**Aim of the exercise:**
Search the records for "anyhow". Report every line where it occurs.

**Records shown:**
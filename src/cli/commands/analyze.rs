//! Analyze command implementation.

use anyhow::{Context, Result};
use futures::future::try_join_all;
use insight_config::AppConfig;
use insight_core::OhlcvPoint;
use insight_data::{load_series, source_name};
use insight_engine::{IndicatorEngine, IndicatorResult};
use serde::Serialize;
use std::fmt::Write;
use tracing::info;

use crate::cli::{AnalyzeArgs, OutputFormat};

/// Indicators for one symbol, optionally with the series they came from.
#[derive(Debug, Serialize)]
pub struct MarketSnapshot {
    pub symbol: String,
    #[serde(skip_serializing_if = "Option::is_none")]
    pub ohlcv: Option<Vec<OhlcvPoint>>,
    pub indicators: IndicatorResult,
    #[serde(skip)]
    last: Option<OhlcvPoint>,
    #[serde(skip)]
    bars: usize,
}

pub async fn run(args: AnalyzeArgs, config: &AppConfig) -> Result<()> {
    info!(files = args.data.len(), "Starting analysis");

    let options = &config.data;
    let loads = args.data.iter().map(|path| async move {
        let series = load_series(path, options)
            .await
            .with_context(|| format!("Failed to load {}", path.display()))?;
        Ok::<_, anyhow::Error>((source_name(path), series))
    });
    let loaded = try_join_all(loads).await?;

    let engine = IndicatorEngine::new(config.indicators.clone());
    let snapshots = loaded
        .into_iter()
        .map(|(symbol, series)| {
            let indicators = engine
                .analyze(&series)
                .with_context(|| format!("Failed to compute indicators for {symbol}"))?;
            Ok(MarketSnapshot {
                symbol,
                last: series.last().copied(),
                bars: series.len(),
                ohlcv: args.include_ohlcv.then_some(series),
                indicators,
            })
        })
        .collect::<Result<Vec<_>>>()?;

    match args.format {
        OutputFormat::Json => println!("{}", serde_json::to_string_pretty(&snapshots)?),
        OutputFormat::Text => {
            for snapshot in &snapshots {
                println!("{}", summary(snapshot));
            }
        }
    }

    if let Some(save_path) = &args.save {
        let json = serde_json::to_string_pretty(&snapshots)?;
        tokio::fs::write(save_path, json)
            .await
            .with_context(|| format!("Failed to write {}", save_path.display()))?;
        info!("Results saved to {:?}", save_path);
    }

    Ok(())
}

fn value(v: f64) -> String {
    if v.is_finite() {
        format!("{v:.2}")
    } else {
        "n/a".to_string()
    }
}

fn percent(v: f64) -> String {
    if v.is_finite() {
        format!("{:.2}%", v * 100.0)
    } else {
        "n/a".to_string()
    }
}

/// Lowercase label as it appears in JSON output.
fn label<T: Serialize>(v: Option<T>) -> String {
    match serde_json::to_value(v) {
        Ok(serde_json::Value::String(s)) => s,
        _ => "n/a".to_string(),
    }
}

/// Human-readable report for one symbol.
pub fn summary(snapshot: &MarketSnapshot) -> String {
    let mut out = String::new();
    let ind = &snapshot.indicators;

    let as_of = snapshot
        .last
        .and_then(|p| p.datetime())
        .map(|dt| dt.format("%Y-%m-%d %H:%M UTC").to_string())
        .unwrap_or_else(|| "n/a".to_string());
    let close = snapshot.last.map(|p| p.close).unwrap_or(f64::NAN);

    let _ = writeln!(out, "=== {} ===", snapshot.symbol);
    let _ = writeln!(
        out,
        "Bars: {}  Last close: {}  As of: {}",
        snapshot.bars,
        value(close),
        as_of
    );

    match &ind.trend {
        Some(trend) => {
            let averages: Vec<String> = trend
                .averages
                .iter()
                .map(|(period, v)| format!("MA{period} {}", value(v)))
                .collect();
            let _ = writeln!(
                out,
                "Trend:      {} ({})  {}",
                label(trend.direction),
                label(trend.strength),
                averages.join("  ")
            );
        }
        None => {
            let _ = writeln!(out, "Trend:      n/a");
        }
    }

    match &ind.rsi {
        Some(rsi) => {
            let _ = writeln!(
                out,
                "RSI:        {}  signal {}  trend {}",
                value(rsi.value),
                label(Some(rsi.signal)),
                label(Some(rsi.trend))
            );
        }
        None => {
            let _ = writeln!(out, "RSI:        n/a");
        }
    }

    match &ind.macd {
        Some(macd) => {
            let _ = writeln!(
                out,
                "MACD:       {}  signal {}  histogram {}  trend {}  crossover {}",
                value(macd.macd),
                value(macd.signal),
                value(macd.histogram),
                label(macd.trend),
                label(macd.crossover)
            );
        }
        None => {
            let _ = writeln!(out, "MACD:       n/a");
        }
    }

    match &ind.bollinger_bands {
        Some(bands) => {
            let _ = writeln!(
                out,
                "Bollinger:  upper {}  middle {}  lower {}  width {}  %B {}  position {}",
                value(bands.upper),
                value(bands.middle),
                value(bands.lower),
                value(bands.bandwidth),
                value(bands.percent_b),
                label(bands.position)
            );
        }
        None => {
            let _ = writeln!(out, "Bollinger:  n/a");
        }
    }

    match &ind.support_resistance {
        Some(levels) => {
            let _ = writeln!(
                out,
                "Levels:     support {} ({} away)  resistance {} ({} away)",
                value(levels.support),
                percent(levels.distance_to_support),
                value(levels.resistance),
                percent(levels.distance_to_resistance)
            );
        }
        None => {
            let _ = writeln!(out, "Levels:     n/a");
        }
    }

    out
}
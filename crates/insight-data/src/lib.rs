//! OHLCV series loaders.
//!
//! Each source reads one symbol's history from a file. [`load_series`] picks
//! the source by file extension and prepares the result for the engine.

mod csv_source;
mod json_source;
mod record;

pub use csv_source::{parse_csv, CsvSource};
pub use json_source::{parse_json, JsonSource};

use insight_core::error::DataError;
use insight_core::traits::SeriesSource;
use insight_core::types::OhlcvPoint;
use serde::{Deserialize, Serialize};
use std::path::Path;
use tracing::{info, warn};

/// Post-load handling of a series.
#[derive(Debug, Clone, PartialEq, Serialize, Deserialize)]
#[serde(default)]
pub struct LoadOptions {
    /// Sort points by ascending timestamp after loading
    pub sort_by_timestamp: bool,
    /// Warn when a series has fewer points than this
    pub min_data_points: usize,
}

impl Default for LoadOptions {
    fn default() -> Self {
        Self {
            sort_by_timestamp: true,
            min_data_points: 20,
        }
    }
}

/// Sort (if enabled) and sanity-check a freshly loaded series.
///
/// A short series is still returned; the engine degrades the windowed
/// indicators itself.
pub fn prepare_series(mut points: Vec<OhlcvPoint>, options: &LoadOptions) -> Vec<OhlcvPoint> {
    if options.sort_by_timestamp {
        points.sort_by_key(|p| p.timestamp);
    }

    if points.len() < options.min_data_points {
        warn!(
            points = points.len(),
            minimum = options.min_data_points,
            "Series is shorter than the configured minimum"
        );
    }

    points
}

/// Pick a source for `path` by its extension.
pub fn open_source(path: &Path) -> Result<Box<dyn SeriesSource>, DataError> {
    let extension = path
        .extension()
        .and_then(|e| e.to_str())
        .map(str::to_ascii_lowercase);

    match extension.as_deref() {
        Some("csv") => Ok(Box::new(CsvSource::new(path)?)),
        Some("json") => Ok(Box::new(JsonSource::new(path)?)),
        _ => Err(DataError::UnsupportedFormat(path.display().to_string())),
    }
}

/// Load and prepare the series stored at `path`.
pub async fn load_series(path: &Path, options: &LoadOptions) -> Result<Vec<OhlcvPoint>, DataError> {
    let source = open_source(path)?;
    let points = source.load_series().await?;

    if points.is_empty() {
        return Err(DataError::NoDataAvailable(path.display().to_string()));
    }

    info!(source = source.name(), points = points.len(), "Loaded series");
    Ok(prepare_series(points, options))
}

/// Symbol-like name for a file: its stem, or the whole path.
pub fn source_name(path: &Path) -> String {
    path.file_stem()
        .and_then(|s| s.to_str())
        .map(str::to_string)
        .unwrap_or_else(|| path.display().to_string())
}

#[cfg(test)]
mod tests {
    use super::*;
    use std::path::PathBuf;

    fn point(timestamp: i64, close: f64) -> OhlcvPoint {
        OhlcvPoint::new(timestamp, close, close, close, close, 1.0)
    }

    fn temp_file(name: &str, contents: &str) -> PathBuf {
        let path = std::env::temp_dir().join(format!("insight-data-{}-{name}", std::process::id()));
        std::fs::write(&path, contents).unwrap();
        path
    }

    #[test]
    fn test_prepare_sorts_by_timestamp() {
        let points = vec![point(3, 3.0), point(1, 1.0), point(2, 2.0)];
        let prepared = prepare_series(points, &LoadOptions::default());

        let closes: Vec<f64> = prepared.iter().map(|p| p.close).collect();
        assert_eq!(closes, vec![1.0, 2.0, 3.0]);
    }

    #[test]
    fn test_prepare_without_sorting_keeps_order() {
        let options = LoadOptions {
            sort_by_timestamp: false,
            ..Default::default()
        };
        let prepared = prepare_series(vec![point(2, 2.0), point(1, 1.0)], &options);
        assert_eq!(prepared[0].timestamp, 2);
    }

    #[test]
    fn test_open_source_rejects_unknown_extension() {
        assert!(matches!(
            open_source(Path::new("prices.parquet")),
            Err(DataError::UnsupportedFormat(_))
        ));
        assert!(matches!(
            open_source(Path::new("prices")),
            Err(DataError::UnsupportedFormat(_))
        ));
    }

    #[test]
    fn test_source_name() {
        assert_eq!(source_name(Path::new("/data/BTC.csv")), "BTC");
    }

    #[tokio::test]
    async fn test_load_csv_file_sorted() {
        let path = temp_file(
            "ETH.csv",
            "date,open,high,low,close,volume\n2024-01-02,2,3,1,2.5,10\n2024-01-01,1,2,0.5,1.5,10\n",
        );

        let points = load_series(&path, &LoadOptions::default()).await.unwrap();
        std::fs::remove_file(&path).ok();

        assert_eq!(points.len(), 2);
        assert_eq!(points[0].close, 1.5);
    }

    #[tokio::test]
    async fn test_load_json_file() {
        let path = temp_file(
            "SOL.json",
            r#"{"data": [{"time": 1700000000000, "open": 1, "high": 2, "low": 0.5, "close": 1.5, "volume": 3}]}"#,
        );

        let source = open_source(&path).unwrap();
        assert!(source.name().ends_with("SOL"));
        let points = source.load_series().await.unwrap();
        std::fs::remove_file(&path).ok();

        assert_eq!(points.len(), 1);
    }

    #[tokio::test]
    async fn test_load_empty_file_is_no_data() {
        let path = temp_file("EMPTY.json", "[]");

        let result = load_series(&path, &LoadOptions::default()).await;
        std::fs::remove_file(&path).ok();

        assert!(matches!(result, Err(DataError::NoDataAvailable(_))));
    }
}
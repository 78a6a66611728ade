//! Print effective indicator parameters.

use anyhow::Result;
use insight_config::AppConfig;

pub fn run(config: &AppConfig) -> Result<()> {
    let text = toml::to_string_pretty(&config.indicators)?;
    println!("[indicators]");
    print!("{text}");
    Ok(())
}
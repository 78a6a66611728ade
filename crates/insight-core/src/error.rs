//! Error types for the market insight workspace.

use thiserror::Error;

/// Top-level error.
#[derive(Error, Debug)]
pub enum InsightError {
    #[error("Configuration error: {0}")]
    Config(String),

    #[error("Data error: {0}")]
    Data(#[from] DataError),

    #[error("Indicator error: {0}")]
    Indicator(#[from] IndicatorError),
}

/// Errors raised while loading or validating OHLCV records.
#[derive(Error, Debug)]
pub enum DataError {
    #[error("No data available at {0}")]
    NoDataAvailable(String),

    #[error("Record {index} is missing required field `{field}`")]
    Validation { index: usize, field: &'static str },

    #[error("Unsupported data format: {0}")]
    UnsupportedFormat(String),

    #[error("Parse error: {0}")]
    ParseError(String),

    #[error("IO error: {0}")]
    Io(#[from] std::io::Error),
}

/// Indicator calculation errors.
#[derive(Error, Debug, Clone, PartialEq)]
pub enum IndicatorError {
    #[error("Insufficient data: need {required} points, have {available}")]
    InsufficientData { required: usize, available: usize },

    #[error("Invalid parameter: {0}")]
    InvalidParameter(String),

    #[error("Non-finite {field} value at index {index}")]
    NonFiniteInput { field: &'static str, index: usize },
}

/// Result type alias for workspace operations.
pub type InsightResult<T> = Result<T, InsightError>;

**Result of this exercise:**
use anyhow::{Context, Result};
        Ok::<_, anyhow::Error>((source_name(path), series))
use anyhow::Result;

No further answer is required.